Ces prix qui font le yoyo, et ces options qui apparaissent et disparaissent, ne font vraiment pas sérieux.
Au moins, chez Apple, les prix ont une certaine stabilité (bon je mets de côté le MBPr 13 mais, même là, la stabilité des prix se compte en mois pas en jours).

Mais il en faut plus pour me faire changer d'avis !

Bref, si cela en intéresse certains, je vous ferai un petit retour sur ce Vaio par rapport aux mac que je connais.
Mais pas de tout de suite : la livraison est prévue pour le 1er juillet seulement.

Et pour ceux qui s'inquiètent pour ma santé mentale, il me restera quand même pas mal de mac à la maison à administrer avec le MBA 13 de ma femme, le mac mini du salon, le MBA 11 que je vais passer à mon fils et le MacbookPro 15 2007 de ma fille.

Mais j'avoue que je suis assez impatient de découvrir comment tourne Windows 8 sur cette petite machine.


----------



## iakiak (15 Juin 2013)

Oh que oui qu'on veut un retour !

Faut dire que ça commence fort...

Mais j'espère sincèrement que la suite sera plus douce.
Je suis sur que c'est une bonne machine. Après moi windows... Tant que je peux éviter les tuiles...

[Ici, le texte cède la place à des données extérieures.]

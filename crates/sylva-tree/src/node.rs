use std::fmt;

/// Zero-based column index into an encoded table.
///
/// Column 0 is always the label; attributes start at 1.
#[derive(
    Debug, Clone, Copy, PartialEq, Eq, PartialOrd, Ord, Hash,
    serde::Serialize, serde::Deserialize,
)]
pub struct AttributeIndex(usize);

impl AttributeIndex {
    /// Create a new attribute index from a zero-based column position.
    #[must_use]
    pub fn new(index: usize) -> Self {
        Self(index)
    }

    /// Return the zero-based column index.
    #[must_use]
    pub fn index(self) -> usize {
        self.0
    }
}

impl fmt::Display for AttributeIndex {
    fn fmt(&self, f: &mut fmt::Formatter<'_>) -> fmt::Result {
        write!(f, "{}", self.0)
    }
}

/// Index into a `Vec<Node>` arena.
///
/// Nodes are pushed in post-order, so the index doubles as the node's
/// identifier in exported graphs: children always carry smaller ids than
/// their parent and the root carries the largest.
#[derive(
    Debug, Clone, Copy, PartialEq, Eq, PartialOrd, Ord, Hash,
    serde::Serialize, serde::Deserialize,
)]
pub struct NodeIndex(usize);

impl NodeIndex {
    pub(crate) fn new(index: usize) -> Self {
        Self(index)
    }

    /// Return the zero-based arena index.
    #[must_use]
    pub fn index(self) -> usize {
        self.0
    }
}

impl fmt::Display for NodeIndex {
    fn fmt(&self, f: &mut fmt::Formatter<'_>) -> fmt::Result {
        write!(f, "{}", self.0)
    }
}

/// A node in a decision tree arena.
#[derive(Debug, Clone, PartialEq, serde::Serialize, serde::Deserialize)]
pub enum Node {
    /// An interior node branching on one categorical attribute.
    Split {
        /// Column the rows were partitioned on.
        attribute: AttributeIndex,
        /// `(value, child)` pairs in ascending value order. Only values seen
        /// in the rows that reached this node are present; never empty.
        children: Vec<(u32, NodeIndex)>,
        /// Information gain of the chosen attribute at this node.
        gain: f64,
        /// Number of training rows that reached this node.
        n_samples: usize,
    },
    /// A terminal node.
    Leaf {
        /// Predicted label: the mean training label, rounded half to even.
        class: u32,
        /// Number of training rows that reached this node.
        n_samples: usize,
    },
}

impl Node {
    /// Return the number of training rows that reached this node.
    #[must_use]
    pub fn n_samples(&self) -> usize {
        match self {
            Node::Split { n_samples, .. } | Node::Leaf { n_samples, .. } => *n_samples,
        }
    }

    /// Return `true` if this node is a leaf.
    #[must_use]
    pub fn is_leaf(&self) -> bool {
        matches!(self, Node::Leaf { .. })
    }

    /// Return the child reached through the branch labelled `value`, if any.
    ///
    /// Always `None` for leaves.
    #[must_use]
    pub fn child(&self, value: u32) -> Option<NodeIndex> {
        match self {
            Node::Split { children, .. } => children
                .binary_search_by_key(&value, |&(v, _)| v)
                .ok()
                .map(|pos| children[pos].1),
            Node::Leaf { .. } => None,
        }
    }
}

Pour info est-ce que tu peux nous donner la config détaillée que tu as pris et le prix !


----------



## radsoc (15 Juin 2013)

J'ai pris toutes les options sauf la batterie externe dont je n'ai pas l'utilité pour le moment.
C'est-à-dire :
- finition Noir carbone avec écran tactile au lieu de Noir sans écran tactile (160 euros l'option)
- i7-4500U 1,8 GHz au lieu de i5-4200U 1,6 GHz (200 euros l'option)
- Windows 8 Pro au lieu de Windows 8 (50 euros l'option)
- 512 Go SSD au lieu de 128 Go (480 euros l'option)
- 8 Go RAM au lieu de 4 Go (40 euros l'option)
- dongles Ethernet-Wifi et HDMI-VGA (80 euros l'option)
- 4 ans de garantie (0,01 euros l'option actuellement)
pour un total de 1909 euros après application d'une réduction de 5% grâce à un coupon trouvé sur internet.
C'est 100 euros de plus qu'une configuration équivalente MBA 11 avec les mêmes accessoires (et le même prix comparé au MBA 13), mais avec l'écran tactile et les 4 ans de garantie en plus pour le Vaio.
Toutes ces machines sont donc vraiment dans la même gamme de prix.


----------



## Shino0026 (15 Juin 2013)

Je viens de récupérer mon Air 11" de 2013, celui d'entrée de gamme.
Une tuerie, rapide et sans bruit comme mon précédent et surtout la batterie !
Je l'ai ouvert à midi, il n'a pas arreté de tourner depuis et il reste plus de 2H de batterie soit environ 7h30 d'utilisation !


----------



## pickwick (15 Juin 2013)

Shino0026 a dit:


> Je l'ai ouvert à midi, il n'a pas arreté de tourner depuis et il reste plus de 2H de batterie soit environ 7h30 d'utilisation !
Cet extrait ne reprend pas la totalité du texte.